- [TASK TO CARRY OUT]: Go through the records and report each line holding the string "IntoBytes".

** EXERCISE DATA follows **

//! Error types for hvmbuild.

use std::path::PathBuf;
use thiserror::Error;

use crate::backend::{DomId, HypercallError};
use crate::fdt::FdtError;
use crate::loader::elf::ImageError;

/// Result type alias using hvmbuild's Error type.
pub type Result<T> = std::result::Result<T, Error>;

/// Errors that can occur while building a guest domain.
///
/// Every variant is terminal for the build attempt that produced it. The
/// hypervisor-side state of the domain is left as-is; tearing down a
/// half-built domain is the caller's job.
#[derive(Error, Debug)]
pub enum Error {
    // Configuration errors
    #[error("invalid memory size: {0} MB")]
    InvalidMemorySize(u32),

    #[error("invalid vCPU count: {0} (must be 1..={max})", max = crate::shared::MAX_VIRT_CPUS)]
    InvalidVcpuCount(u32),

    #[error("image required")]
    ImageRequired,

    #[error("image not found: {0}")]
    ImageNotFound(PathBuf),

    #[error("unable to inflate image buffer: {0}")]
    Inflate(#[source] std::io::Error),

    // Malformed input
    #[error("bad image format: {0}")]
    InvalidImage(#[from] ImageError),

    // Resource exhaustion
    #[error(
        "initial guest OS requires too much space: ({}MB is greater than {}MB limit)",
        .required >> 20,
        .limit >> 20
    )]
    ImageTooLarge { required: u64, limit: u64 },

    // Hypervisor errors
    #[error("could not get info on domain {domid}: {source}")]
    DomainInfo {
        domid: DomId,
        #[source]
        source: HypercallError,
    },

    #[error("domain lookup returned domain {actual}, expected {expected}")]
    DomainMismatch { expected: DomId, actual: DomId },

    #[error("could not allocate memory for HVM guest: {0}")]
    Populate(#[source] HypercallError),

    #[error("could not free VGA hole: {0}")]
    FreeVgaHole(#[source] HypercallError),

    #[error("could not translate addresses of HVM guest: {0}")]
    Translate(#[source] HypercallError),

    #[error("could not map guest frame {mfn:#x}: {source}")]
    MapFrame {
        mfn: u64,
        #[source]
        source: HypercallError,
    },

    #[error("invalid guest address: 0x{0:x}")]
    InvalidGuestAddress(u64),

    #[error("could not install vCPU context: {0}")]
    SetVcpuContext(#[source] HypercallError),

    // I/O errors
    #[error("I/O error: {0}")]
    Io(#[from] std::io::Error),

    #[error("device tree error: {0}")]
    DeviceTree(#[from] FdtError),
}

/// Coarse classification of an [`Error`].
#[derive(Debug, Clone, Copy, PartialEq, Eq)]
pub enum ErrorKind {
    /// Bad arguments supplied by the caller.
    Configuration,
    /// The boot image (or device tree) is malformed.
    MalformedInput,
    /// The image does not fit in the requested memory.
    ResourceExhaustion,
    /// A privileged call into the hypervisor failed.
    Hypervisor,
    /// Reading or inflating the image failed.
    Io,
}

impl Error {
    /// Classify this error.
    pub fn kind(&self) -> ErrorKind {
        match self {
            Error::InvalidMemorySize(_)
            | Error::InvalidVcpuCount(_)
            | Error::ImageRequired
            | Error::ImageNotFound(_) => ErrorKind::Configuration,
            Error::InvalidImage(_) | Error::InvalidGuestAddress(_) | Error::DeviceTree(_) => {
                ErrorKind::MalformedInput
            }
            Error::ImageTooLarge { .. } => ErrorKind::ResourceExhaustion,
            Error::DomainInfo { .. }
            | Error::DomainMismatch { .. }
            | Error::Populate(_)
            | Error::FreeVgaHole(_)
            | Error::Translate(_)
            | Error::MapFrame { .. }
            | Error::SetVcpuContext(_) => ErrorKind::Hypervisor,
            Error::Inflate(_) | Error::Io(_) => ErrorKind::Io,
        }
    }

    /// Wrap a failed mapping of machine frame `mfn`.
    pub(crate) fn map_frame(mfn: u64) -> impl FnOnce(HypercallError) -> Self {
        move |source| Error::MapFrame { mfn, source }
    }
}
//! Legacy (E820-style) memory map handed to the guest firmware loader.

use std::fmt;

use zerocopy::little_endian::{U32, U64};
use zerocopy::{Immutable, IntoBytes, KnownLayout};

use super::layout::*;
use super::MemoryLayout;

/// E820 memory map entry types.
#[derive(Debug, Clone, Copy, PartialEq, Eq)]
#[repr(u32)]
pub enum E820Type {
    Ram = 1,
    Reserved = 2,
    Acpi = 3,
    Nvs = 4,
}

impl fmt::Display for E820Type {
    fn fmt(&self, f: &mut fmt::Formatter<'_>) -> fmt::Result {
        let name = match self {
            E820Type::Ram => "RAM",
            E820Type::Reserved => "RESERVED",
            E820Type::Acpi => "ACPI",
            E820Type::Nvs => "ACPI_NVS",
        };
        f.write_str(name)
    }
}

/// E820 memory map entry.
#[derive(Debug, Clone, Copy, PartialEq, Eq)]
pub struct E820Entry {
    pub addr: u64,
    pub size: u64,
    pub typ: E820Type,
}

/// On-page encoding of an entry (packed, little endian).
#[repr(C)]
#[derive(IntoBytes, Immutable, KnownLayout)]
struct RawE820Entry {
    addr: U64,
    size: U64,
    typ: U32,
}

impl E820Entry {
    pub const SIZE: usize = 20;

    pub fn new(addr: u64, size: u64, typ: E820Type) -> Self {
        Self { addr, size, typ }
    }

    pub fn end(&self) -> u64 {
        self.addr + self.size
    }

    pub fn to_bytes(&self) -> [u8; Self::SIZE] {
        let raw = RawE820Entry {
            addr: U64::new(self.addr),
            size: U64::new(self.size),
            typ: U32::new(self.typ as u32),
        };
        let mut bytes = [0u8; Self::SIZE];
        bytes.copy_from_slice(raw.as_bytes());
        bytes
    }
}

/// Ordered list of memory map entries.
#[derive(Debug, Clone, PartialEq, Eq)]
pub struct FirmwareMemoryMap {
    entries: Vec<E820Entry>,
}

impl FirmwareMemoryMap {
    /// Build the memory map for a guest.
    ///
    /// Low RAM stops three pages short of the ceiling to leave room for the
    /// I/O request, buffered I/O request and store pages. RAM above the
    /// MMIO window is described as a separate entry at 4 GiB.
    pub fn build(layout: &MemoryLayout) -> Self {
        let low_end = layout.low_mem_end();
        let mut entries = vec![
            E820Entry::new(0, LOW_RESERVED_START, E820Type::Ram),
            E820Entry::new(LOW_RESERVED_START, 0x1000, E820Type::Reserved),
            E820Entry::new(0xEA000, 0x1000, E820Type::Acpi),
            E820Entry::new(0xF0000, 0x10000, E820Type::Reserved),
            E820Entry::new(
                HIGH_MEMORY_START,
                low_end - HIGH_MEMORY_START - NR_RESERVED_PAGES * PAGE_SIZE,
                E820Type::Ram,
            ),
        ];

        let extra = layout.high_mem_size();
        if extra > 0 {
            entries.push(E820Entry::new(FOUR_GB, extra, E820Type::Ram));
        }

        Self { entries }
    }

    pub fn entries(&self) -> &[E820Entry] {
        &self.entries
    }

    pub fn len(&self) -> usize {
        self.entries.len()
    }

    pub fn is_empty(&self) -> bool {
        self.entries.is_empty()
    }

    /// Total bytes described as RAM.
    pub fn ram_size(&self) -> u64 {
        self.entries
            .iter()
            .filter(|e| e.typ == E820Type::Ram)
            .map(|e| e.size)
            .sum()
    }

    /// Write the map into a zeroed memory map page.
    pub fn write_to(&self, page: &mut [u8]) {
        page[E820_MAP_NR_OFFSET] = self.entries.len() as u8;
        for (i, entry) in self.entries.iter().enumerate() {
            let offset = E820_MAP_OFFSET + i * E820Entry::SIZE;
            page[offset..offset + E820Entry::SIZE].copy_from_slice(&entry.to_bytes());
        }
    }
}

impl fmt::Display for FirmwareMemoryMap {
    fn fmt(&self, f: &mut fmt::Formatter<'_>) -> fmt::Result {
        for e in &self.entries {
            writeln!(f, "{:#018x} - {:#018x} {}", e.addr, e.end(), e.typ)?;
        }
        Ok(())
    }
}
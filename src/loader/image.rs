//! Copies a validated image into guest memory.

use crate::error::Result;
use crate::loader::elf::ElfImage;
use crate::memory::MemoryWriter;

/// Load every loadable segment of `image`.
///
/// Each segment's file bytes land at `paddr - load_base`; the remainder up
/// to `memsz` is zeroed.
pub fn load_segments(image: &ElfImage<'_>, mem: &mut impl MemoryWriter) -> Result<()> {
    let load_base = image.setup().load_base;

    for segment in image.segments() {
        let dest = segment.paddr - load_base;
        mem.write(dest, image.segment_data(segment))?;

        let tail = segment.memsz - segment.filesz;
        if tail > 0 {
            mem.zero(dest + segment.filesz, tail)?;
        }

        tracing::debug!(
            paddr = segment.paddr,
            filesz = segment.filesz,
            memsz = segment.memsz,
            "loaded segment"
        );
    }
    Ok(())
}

** End of EXERCISE DATA **

- [THE ANSWER]:
use zerocopy::{Immutable, IntoBytes, KnownLayout};
#[derive(IntoBytes, Immutable, KnownLayout)]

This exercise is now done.